▶ [Task input]:
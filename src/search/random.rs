//! Random-sampling baseline.
//!
//! Every generation draws a fresh batch of random chromosomes; only the
//! archive carries information across generations. Useful as a reference
//! when judging what the evolutionary operators contribute.

use super::config::SearchConfig;
use super::context::SearchContext;
use super::engine::check_reference;
use super::population::Evaluator;
use super::progress::{CancellationToken, ProgressReport, SolveReport};
use super::solver::Solver;
use super::state::{SearchState, TerminationReason};
use crate::decoder::ScheduleDecoder;
use crate::encoding::Chromosome;
use crate::error::{DecodeError, Result};
use crate::evaluation::ObjectiveSet;
use crate::graph::DisjunctiveGraph;
use crate::models::Instance;

/// Random search with the same stop conditions and reporting as
/// [`Nsga2`](super::Nsga2).
///
/// Uses `population_size` as the batch size; the crossover, mutation and
/// tournament settings are ignored.
#[derive(Debug)]
pub struct RandomSearch<'a> {
    instance: &'a Instance,
    graph: DisjunctiveGraph,
    objectives: ObjectiveSet,
    config: SearchConfig,
}

impl<'a> RandomSearch<'a> {
    /// Validates the configuration and builds the disjunctive graph.
    pub fn new(instance: &'a Instance, objectives: ObjectiveSet, config: SearchConfig) -> Result<Self> {
        config.validate()?;
        check_reference(&config, &objectives)?;
        let graph = DisjunctiveGraph::build(instance)?;
        Ok(Self {
            instance,
            graph,
            objectives,
            config,
        })
    }

    fn execute(
        &self,
        ctx: &mut SearchContext,
        cancel: &CancellationToken,
        hook: &mut dyn FnMut(&ProgressReport),
    ) -> std::result::Result<TerminationReason, DecodeError> {
        let config = &self.config;
        let evaluator = Evaluator::new(
            ScheduleDecoder::new(self.instance, &self.graph),
            &self.objectives,
            config.parallel,
        );

        ctx.transition(SearchState::Evaluating);
        loop {
            let batch: Vec<Chromosome> = (0..config.population_size)
                .map(|_| Chromosome::random(self.instance, &mut ctx.rng))
                .collect();
            let batch = evaluator.evaluate(batch)?;
            ctx.ensure_reference(&batch);
            let improved = ctx.update_archive(&batch);

            ctx.transition(SearchState::Ranking);
            ctx.rank_batch(batch);
            // the first batch is generation 0
            if !ctx.history.is_empty() {
                ctx.generation += 1;
                ctx.stagnant = if improved { 0 } else { ctx.stagnant + 1 };
            }
            ctx.report(config.indicators, hook);

            if let Some(reason) = ctx.stop_reason(config, cancel) {
                ctx.transition(SearchState::Terminated(reason));
                return Ok(reason);
            }
            ctx.transition(SearchState::Selecting);
            ctx.transition(SearchState::Varying);
            ctx.transition(SearchState::Evaluating);
        }
    }
}

impl Solver for RandomSearch<'_> {
    fn name(&self) -> &str {
        "random"
    }

    fn solve(
        &mut self,
        cancel: &CancellationToken,
        hook: &mut dyn FnMut(&ProgressReport),
    ) -> Result<SolveReport> {
        let mut ctx = SearchContext::new(&self.config)?;
        log::info!(
            "random search on '{}': batch {}, max generations {}",
            self.instance.name(),
            self.config.population_size,
            self.config.max_generations
        );
        let termination = self.execute(&mut ctx, cancel, hook)?;
        log::info!(
            "random search finished after {} generations ({termination}): archive {}",
            ctx.generation,
            ctx.archive.len()
        );
        Ok(ctx.into_report(termination))
    }
}

#[cfg(test)]
mod tests {
    use super::*;
    use crate::pareto::dominates;

    fn instance() -> Instance {
        Instance::from_options(
            "pair",
            2,
            vec![
                vec![vec![(0, 3), (1, 5)], vec![(0, 2), (1, 6)]],
                vec![vec![(0, 4), (1, 2)], vec![(0, 6), (1, 3)]],
            ],
        )
        .unwrap()
    }

    #[test]
    fn test_random_search_budget_and_front() {
        let instance = instance();
        let config = SearchConfig::default()
            .with_population_size(6)
            .with_max_generations(4)
            .with_stagnation_limit(None);
        let mut solver =
            RandomSearch::new(&instance, ObjectiveSet::makespan_and_flow_time(), config).unwrap();
        assert_eq!(solver.name(), "random");

        let mut calls = 0;
        let report = solver
            .solve(&CancellationToken::new(), &mut |_| calls += 1)
            .unwrap();
        assert_eq!(calls, 5);
        assert_eq!(report.generations, 4);
        assert_eq!(report.evaluations, 30);
        assert_eq!(report.termination, TerminationReason::MaxGenerations);
        for a in &report.front {
            assert!(a.solution.schedule.is_feasible(&instance));
            assert!(report.front.iter().all(|b| !dominates(&a.objectives, &b.objectives)));
        }
    }

    #[test]
    fn test_random_search_cancellation() {
        let instance = instance();
        let mut solver = RandomSearch::new(
            &instance,
            ObjectiveSet::makespan_and_flow_time(),
            SearchConfig::default().with_population_size(4),
        )
        .unwrap();
        let cancel = CancellationToken::new();
        cancel.cancel();
        let report = solver.solve(&cancel, &mut |_| {}).unwrap();
        assert_eq!(report.termination, TerminationReason::Cancelled);
        assert_eq!(report.generations, 0);
    }
}
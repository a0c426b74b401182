//! Multi-objective machinery on minimize-oriented vectors.
//!
//! # Submodules
//!
//! - [`dominance`]: Pareto dominance test
//! - [`sorting`]: non-dominated sorting and crowding distance
//! - [`archive`]: bounded archive of non-dominated solutions
//! - [`indicators`]: hypervolume, spacing and spread

pub mod archive;
pub mod dominance;
pub mod indicators;
pub mod sorting;

pub use archive::{ArchiveEntry, InsertOutcome, ParetoArchive};
pub use dominance::{compare, dominates, Dominance};
pub use indicators::{
    hypervolume, reference_point, spacing, spread, summarize, ObjectiveSummary,
};
pub use sorting::{
    crowding_by_front, crowding_distance, non_dominated_sort, sort_by_crowding,
    NondominatedSortResult,
};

▶ [Problem details]:
All lines in the preceding records that hold the word "execute" need to be copied.

▶ [Task result]:
    fn execute(
        let termination = self.execute(&mut ctx, cancel, hook)?;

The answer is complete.